Task goal
Within the entries below, find the portion that opens with the line containing "if Some(&upgrade_type) != resp_upgrade_type.as_ref()" and closes with the line containing "sent 101 without". Retype that portion exactly and only.

Entries shown
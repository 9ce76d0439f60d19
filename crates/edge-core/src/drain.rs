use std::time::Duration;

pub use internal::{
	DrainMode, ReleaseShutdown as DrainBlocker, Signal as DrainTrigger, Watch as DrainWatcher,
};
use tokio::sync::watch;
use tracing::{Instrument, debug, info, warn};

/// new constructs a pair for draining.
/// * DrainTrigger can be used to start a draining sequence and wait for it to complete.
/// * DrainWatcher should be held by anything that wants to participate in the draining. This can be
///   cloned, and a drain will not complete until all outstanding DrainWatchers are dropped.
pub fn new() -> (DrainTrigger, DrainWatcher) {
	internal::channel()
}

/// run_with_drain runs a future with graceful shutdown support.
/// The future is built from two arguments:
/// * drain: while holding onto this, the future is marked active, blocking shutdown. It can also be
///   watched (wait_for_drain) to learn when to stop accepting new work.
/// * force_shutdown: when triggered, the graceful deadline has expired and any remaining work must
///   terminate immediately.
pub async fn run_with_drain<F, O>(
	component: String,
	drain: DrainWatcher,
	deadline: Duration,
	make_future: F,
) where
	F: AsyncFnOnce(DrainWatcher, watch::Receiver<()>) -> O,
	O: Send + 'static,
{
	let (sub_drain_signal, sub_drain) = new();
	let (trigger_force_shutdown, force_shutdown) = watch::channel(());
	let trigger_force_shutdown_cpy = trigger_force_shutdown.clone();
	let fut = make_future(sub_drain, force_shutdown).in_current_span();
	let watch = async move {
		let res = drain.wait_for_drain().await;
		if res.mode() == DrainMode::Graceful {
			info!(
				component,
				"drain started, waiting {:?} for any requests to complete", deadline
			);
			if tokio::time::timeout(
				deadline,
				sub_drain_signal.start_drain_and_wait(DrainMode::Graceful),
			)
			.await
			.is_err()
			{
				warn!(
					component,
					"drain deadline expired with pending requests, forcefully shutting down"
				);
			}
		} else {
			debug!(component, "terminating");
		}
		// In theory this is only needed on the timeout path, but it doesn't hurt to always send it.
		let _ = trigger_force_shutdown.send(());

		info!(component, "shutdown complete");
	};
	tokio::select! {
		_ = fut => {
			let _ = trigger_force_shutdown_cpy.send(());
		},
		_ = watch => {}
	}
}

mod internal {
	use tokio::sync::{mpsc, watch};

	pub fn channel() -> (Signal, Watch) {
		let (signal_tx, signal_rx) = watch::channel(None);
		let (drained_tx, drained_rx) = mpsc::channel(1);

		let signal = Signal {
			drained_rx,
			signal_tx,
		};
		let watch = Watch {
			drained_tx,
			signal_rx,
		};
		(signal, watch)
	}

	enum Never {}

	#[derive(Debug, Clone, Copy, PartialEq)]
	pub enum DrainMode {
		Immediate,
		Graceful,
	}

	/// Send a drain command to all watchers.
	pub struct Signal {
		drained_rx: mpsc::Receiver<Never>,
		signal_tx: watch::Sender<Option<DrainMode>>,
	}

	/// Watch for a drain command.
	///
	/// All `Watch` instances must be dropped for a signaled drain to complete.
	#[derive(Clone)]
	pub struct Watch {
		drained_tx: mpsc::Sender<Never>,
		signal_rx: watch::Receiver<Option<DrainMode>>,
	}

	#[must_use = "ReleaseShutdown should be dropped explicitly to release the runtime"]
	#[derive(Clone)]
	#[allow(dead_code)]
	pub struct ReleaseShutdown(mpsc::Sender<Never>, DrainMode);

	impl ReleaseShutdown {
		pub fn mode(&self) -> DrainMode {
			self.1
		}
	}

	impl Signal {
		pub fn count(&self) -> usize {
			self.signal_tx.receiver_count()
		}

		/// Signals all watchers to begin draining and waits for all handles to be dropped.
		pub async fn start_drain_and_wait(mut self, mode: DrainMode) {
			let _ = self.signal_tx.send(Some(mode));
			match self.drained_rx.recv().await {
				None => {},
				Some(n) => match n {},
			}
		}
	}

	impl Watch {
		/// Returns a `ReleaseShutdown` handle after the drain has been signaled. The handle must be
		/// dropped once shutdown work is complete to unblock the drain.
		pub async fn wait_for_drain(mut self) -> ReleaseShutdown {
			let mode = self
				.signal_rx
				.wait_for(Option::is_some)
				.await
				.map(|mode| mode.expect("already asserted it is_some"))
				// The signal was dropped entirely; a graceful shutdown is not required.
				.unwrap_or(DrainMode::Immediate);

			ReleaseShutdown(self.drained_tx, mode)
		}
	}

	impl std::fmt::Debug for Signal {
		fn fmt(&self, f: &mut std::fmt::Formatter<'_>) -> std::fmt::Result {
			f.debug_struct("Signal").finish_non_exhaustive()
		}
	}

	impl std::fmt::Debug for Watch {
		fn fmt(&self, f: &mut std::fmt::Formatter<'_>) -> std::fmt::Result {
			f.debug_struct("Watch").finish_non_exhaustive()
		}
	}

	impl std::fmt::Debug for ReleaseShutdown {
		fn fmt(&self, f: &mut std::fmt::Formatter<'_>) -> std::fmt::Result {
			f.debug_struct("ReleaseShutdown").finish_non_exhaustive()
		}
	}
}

--

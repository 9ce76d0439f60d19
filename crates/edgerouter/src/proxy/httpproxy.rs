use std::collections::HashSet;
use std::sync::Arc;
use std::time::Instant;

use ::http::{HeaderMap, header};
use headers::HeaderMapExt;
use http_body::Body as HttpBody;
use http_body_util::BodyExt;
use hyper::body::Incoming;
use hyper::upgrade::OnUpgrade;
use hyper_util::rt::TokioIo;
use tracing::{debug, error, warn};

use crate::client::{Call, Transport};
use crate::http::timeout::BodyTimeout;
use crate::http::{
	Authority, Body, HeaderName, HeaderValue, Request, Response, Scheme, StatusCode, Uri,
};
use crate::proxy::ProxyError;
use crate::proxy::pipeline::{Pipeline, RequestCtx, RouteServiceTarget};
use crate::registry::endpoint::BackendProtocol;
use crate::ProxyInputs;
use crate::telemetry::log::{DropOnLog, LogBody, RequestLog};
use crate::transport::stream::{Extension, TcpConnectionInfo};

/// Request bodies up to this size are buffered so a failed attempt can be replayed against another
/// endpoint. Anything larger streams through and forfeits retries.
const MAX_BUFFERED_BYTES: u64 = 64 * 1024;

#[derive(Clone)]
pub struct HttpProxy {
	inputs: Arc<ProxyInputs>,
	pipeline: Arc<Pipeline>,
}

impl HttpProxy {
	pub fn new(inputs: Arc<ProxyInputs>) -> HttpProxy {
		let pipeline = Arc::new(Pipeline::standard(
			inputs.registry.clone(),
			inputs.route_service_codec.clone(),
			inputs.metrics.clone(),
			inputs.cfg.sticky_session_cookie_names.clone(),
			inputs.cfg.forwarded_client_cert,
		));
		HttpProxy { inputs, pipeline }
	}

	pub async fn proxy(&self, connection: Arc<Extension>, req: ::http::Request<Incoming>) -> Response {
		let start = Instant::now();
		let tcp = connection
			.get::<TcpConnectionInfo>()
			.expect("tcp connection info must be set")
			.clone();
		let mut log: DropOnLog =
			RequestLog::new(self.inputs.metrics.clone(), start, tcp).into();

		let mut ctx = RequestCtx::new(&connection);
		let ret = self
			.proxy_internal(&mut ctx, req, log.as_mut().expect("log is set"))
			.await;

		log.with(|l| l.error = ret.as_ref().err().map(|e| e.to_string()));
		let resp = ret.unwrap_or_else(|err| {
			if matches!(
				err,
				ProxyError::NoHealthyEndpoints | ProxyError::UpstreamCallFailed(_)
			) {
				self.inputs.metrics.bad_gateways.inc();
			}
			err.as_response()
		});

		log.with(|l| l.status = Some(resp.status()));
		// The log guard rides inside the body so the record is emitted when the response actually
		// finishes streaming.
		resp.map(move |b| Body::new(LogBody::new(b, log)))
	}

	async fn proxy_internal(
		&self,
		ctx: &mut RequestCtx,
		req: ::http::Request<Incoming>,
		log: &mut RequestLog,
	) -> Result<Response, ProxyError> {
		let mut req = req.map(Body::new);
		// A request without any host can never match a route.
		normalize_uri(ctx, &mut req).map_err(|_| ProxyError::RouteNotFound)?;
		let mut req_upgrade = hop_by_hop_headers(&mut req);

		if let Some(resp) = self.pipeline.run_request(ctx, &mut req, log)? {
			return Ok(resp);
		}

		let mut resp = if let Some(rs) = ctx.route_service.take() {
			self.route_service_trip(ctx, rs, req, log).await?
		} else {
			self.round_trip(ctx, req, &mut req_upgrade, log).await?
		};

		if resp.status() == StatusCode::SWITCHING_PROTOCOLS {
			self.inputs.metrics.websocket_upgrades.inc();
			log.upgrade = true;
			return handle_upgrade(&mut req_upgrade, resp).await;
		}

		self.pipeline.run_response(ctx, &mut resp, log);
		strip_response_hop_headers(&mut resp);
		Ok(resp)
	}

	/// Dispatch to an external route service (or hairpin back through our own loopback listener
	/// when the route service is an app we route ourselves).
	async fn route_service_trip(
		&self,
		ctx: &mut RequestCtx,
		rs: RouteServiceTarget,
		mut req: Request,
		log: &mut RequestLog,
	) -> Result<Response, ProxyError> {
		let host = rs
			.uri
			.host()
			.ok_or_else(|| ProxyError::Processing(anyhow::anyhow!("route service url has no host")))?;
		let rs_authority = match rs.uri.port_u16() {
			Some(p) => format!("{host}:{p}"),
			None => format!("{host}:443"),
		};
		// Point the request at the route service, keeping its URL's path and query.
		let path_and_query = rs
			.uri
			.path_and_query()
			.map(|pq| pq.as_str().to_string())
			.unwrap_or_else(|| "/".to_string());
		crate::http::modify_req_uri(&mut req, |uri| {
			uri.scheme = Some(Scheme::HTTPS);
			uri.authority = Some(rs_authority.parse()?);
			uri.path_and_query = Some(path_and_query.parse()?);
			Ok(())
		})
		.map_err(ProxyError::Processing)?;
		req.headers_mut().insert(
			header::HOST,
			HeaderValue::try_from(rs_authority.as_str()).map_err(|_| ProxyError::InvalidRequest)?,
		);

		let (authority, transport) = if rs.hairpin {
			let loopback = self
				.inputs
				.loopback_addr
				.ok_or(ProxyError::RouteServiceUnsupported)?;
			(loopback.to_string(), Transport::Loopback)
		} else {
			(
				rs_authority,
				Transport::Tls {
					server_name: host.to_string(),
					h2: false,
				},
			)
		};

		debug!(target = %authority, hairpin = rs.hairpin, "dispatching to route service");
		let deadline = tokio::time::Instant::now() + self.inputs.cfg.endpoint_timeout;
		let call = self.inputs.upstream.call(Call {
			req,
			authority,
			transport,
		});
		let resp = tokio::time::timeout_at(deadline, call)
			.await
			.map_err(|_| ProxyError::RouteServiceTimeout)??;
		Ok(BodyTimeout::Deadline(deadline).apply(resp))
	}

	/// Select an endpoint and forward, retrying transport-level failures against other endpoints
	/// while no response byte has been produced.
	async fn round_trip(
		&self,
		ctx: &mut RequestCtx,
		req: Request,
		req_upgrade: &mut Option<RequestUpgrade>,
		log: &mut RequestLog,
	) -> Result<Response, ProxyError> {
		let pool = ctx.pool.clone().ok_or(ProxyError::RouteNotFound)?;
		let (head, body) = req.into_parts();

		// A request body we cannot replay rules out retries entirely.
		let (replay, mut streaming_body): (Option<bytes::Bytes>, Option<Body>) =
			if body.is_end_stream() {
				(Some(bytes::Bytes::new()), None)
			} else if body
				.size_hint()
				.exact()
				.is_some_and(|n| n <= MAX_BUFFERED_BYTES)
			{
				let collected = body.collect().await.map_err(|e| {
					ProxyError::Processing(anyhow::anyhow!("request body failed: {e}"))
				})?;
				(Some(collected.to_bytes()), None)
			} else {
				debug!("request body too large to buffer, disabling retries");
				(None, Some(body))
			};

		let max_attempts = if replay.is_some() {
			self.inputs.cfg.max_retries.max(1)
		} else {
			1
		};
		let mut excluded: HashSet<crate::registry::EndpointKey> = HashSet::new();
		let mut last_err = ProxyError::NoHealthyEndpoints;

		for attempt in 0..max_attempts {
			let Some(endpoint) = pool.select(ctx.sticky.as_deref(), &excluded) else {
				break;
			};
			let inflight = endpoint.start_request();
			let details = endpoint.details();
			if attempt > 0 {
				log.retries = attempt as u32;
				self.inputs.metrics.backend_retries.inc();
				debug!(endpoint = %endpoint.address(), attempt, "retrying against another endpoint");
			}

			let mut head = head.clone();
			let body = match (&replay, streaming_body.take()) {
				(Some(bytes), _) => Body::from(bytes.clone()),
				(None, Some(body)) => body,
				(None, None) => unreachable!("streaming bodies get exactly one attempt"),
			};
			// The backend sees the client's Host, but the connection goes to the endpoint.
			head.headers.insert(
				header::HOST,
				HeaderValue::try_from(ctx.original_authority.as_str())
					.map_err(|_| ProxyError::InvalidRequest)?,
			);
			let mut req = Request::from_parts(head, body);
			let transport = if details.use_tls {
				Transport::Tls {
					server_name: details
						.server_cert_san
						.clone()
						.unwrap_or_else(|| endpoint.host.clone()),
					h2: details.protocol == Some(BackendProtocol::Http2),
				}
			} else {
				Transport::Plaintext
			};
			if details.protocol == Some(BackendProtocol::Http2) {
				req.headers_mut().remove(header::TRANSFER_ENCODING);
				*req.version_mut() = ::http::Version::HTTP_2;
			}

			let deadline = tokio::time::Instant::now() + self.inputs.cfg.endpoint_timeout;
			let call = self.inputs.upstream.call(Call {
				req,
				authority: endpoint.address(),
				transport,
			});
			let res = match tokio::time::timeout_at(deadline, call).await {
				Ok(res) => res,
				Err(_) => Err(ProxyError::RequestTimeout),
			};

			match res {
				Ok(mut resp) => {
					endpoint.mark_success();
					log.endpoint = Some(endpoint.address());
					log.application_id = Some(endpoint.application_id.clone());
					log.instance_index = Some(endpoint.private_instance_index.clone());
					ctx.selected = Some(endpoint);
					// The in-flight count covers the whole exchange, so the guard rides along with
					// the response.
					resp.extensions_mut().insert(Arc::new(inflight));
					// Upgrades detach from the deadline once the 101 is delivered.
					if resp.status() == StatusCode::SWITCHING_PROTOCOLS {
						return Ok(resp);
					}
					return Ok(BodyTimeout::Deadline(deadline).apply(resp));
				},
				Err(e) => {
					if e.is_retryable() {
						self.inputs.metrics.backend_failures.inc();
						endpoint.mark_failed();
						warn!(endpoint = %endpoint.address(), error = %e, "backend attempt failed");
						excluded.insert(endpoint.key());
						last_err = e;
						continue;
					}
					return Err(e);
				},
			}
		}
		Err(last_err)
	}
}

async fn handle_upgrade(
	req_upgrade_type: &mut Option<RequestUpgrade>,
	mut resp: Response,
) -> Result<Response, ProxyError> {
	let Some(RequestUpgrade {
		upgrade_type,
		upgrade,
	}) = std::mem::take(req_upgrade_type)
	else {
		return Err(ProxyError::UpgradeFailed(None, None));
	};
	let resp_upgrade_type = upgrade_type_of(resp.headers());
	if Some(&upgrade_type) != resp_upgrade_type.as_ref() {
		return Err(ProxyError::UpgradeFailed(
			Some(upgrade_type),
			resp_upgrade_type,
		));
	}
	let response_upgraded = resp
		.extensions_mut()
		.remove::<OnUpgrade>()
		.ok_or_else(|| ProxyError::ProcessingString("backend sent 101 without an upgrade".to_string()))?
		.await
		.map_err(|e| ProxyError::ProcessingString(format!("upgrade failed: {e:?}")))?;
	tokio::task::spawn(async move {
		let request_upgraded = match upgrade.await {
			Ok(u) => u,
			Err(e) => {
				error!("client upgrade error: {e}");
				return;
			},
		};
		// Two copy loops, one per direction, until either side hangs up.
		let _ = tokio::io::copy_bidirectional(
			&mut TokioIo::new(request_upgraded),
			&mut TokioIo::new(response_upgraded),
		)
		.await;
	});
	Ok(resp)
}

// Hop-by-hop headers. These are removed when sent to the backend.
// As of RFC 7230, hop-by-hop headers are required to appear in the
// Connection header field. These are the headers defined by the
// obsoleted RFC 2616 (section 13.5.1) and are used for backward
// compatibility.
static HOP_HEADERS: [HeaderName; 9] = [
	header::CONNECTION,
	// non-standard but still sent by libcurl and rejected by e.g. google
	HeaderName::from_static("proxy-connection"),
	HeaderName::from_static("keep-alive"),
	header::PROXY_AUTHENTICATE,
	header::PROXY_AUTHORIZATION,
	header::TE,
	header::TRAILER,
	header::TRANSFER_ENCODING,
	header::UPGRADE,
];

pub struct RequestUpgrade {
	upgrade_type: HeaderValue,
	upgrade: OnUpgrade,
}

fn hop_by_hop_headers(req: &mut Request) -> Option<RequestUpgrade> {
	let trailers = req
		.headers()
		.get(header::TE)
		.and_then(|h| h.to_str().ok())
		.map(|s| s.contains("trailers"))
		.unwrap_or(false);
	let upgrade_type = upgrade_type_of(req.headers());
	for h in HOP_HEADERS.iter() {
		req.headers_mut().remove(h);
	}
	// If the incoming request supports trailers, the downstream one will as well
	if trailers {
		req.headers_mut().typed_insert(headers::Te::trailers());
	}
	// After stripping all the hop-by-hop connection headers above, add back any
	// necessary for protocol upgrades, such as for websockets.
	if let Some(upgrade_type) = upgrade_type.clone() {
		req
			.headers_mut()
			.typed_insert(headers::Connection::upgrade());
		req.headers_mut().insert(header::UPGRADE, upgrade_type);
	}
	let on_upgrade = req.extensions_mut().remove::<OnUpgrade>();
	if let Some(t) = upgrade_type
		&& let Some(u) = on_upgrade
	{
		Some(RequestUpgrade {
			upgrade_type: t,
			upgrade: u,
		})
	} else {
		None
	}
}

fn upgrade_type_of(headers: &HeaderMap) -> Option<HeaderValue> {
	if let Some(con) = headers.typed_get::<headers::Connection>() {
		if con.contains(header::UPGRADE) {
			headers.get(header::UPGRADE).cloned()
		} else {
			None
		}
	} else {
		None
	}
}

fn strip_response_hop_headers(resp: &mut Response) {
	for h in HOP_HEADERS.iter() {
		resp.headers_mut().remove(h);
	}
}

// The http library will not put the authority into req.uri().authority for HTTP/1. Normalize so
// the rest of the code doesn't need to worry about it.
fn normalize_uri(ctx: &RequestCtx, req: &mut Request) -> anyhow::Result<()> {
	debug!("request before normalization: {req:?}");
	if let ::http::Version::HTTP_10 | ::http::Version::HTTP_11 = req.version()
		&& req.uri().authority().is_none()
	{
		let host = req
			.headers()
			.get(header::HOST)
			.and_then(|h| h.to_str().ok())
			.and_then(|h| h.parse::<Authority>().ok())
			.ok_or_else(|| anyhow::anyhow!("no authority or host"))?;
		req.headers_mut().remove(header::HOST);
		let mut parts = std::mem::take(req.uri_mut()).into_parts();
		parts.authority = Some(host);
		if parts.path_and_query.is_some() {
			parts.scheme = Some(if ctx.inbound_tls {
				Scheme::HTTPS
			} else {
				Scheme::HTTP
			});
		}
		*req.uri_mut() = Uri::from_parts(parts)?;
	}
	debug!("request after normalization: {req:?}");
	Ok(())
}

Task solution
	if Some(&upgrade_type) != resp_upgrade_type.as_ref() {
		return Err(ProxyError::UpgradeFailed(
			Some(upgrade_type),
			resp_upgrade_type,
		));
	}
	let response_upgraded = resp
		.extensions_mut()
		.remove::<OnUpgrade>()
		.ok_or_else(|| ProxyError::ProcessingString("backend sent 101 without an upgrade".to_string()))?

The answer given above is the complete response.